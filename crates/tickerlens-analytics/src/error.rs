use thiserror::Error;
use tickerlens_core::{ProviderId, SourceError, ValidationError};

/// Errors returned by the analytics engine.
#[derive(Debug, Error)]
pub enum AnalyticsError {
    #[error("insufficient data: need at least {required} prices, got {actual}")]
    InsufficientData { required: usize, actual: usize },

    #[error("{provider} could not supply data: {source}")]
    DataUnavailable {
        provider: ProviderId,
        source: SourceError,
    },

    #[error(transparent)]
    Validation(#[from] ValidationError),
}

impl AnalyticsError {
    pub fn data_unavailable(provider: ProviderId, source: SourceError) -> Self {
        Self::DataUnavailable { provider, source }
    }
}
//! Threshold labels shown next to a forecast.

use std::fmt::{Display, Formatter};

use serde::{Deserialize, Serialize};

use crate::signal::ScoredHeadline;

/// Average polarity beyond which the news is called bullish or bearish.
pub const SENTIMENT_THRESHOLD: f64 = 0.1;
/// Forecast move, in percent, that triggers a trade signal.
pub const STRONG_MOVE_PCT: f64 = 5.0;

#[derive(Debug, Clone, Copy, PartialEq, Eq, Serialize, Deserialize)]
#[serde(rename_all = "snake_case")]
pub enum SentimentLabel {
    Bullish,
    Bearish,
    Neutral,
}

impl SentimentLabel {
    pub fn from_average(average: f64) -> Self {
        if average > SENTIMENT_THRESHOLD {
            Self::Bullish
        } else if average < -SENTIMENT_THRESHOLD {
            Self::Bearish
        } else {
            Self::Neutral
        }
    }

    pub const fn as_str(self) -> &'static str {
        match self {
            Self::Bullish => "Bullish",
            Self::Bearish => "Bearish",
            Self::Neutral => "Neutral",
        }
    }
}

impl Display for SentimentLabel {
    fn fmt(&self, f: &mut Formatter<'_>) -> std::fmt::Result {
        f.write_str(self.as_str())
    }
}

#[derive(Debug, Clone, Copy, PartialEq, Eq, Serialize, Deserialize)]
#[serde(rename_all = "snake_case")]
pub enum TradeSignal {
    StrongBuy,
    SellWarning,
}

impl TradeSignal {
    pub fn from_pct_change(pct_change: f64) -> Option<Self> {
        if pct_change > STRONG_MOVE_PCT {
            Some(Self::StrongBuy)
        } else if pct_change < -STRONG_MOVE_PCT {
            Some(Self::SellWarning)
        } else {
            None
        }
    }

    pub const fn as_str(self) -> &'static str {
        match self {
            Self::StrongBuy => "STRONG BUY SIGNAL",
            Self::SellWarning => "SELL WARNING",
        }
    }
}

impl Display for TradeSignal {
    fn fmt(&self, f: &mut Formatter<'_>) -> std::fmt::Result {
        f.write_str(self.as_str())
    }
}

/// Per-headline scores with their mean and label.
#[derive(Debug, Clone, PartialEq, Serialize, Deserialize)]
pub struct SentimentReport {
    pub scores: Vec<ScoredHeadline>,
    pub average: f64,
    pub positive_count: usize,
    pub label: SentimentLabel,
}

impl SentimentReport {
    pub fn from_scores(scores: Vec<ScoredHeadline>) -> Self {
        let average = if scores.is_empty() {
            0.0
        } else {
            scores.iter().map(|item| item.score).sum::<f64>() / scores.len() as f64
        };
        let positive_count = scores
            .iter()
            .filter(|item| item.score > SENTIMENT_THRESHOLD)
            .count();
        Self {
            average,
            positive_count,
            label: SentimentLabel::from_average(average),
            scores,
        }
    }

    /// e.g. `Bullish (3/5)`.
    pub fn headline_summary(&self) -> String {
        format!("{} ({}/{})", self.label, self.positive_count, self.scores.len())
    }
}

#[derive(Debug, Clone, Copy, PartialEq, Eq, Serialize, Deserialize)]
pub struct Summary {
    pub sentiment: SentimentLabel,
    pub signal: Option<TradeSignal>,
}

pub fn classify(pct_change: f64, average_sentiment: f64) -> Summary {
    Summary {
        sentiment: SentimentLabel::from_average(average_sentiment),
        signal: TradeSignal::from_pct_change(pct_change),
    }
}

——————————

▸ **Exercise description**
Filter the lines above, keeping each one that contains the string "Display".

▸ **Written response**
use std::fmt::{Display, Formatter};
impl Display for SentimentLabel {
impl Display for TradeSignal {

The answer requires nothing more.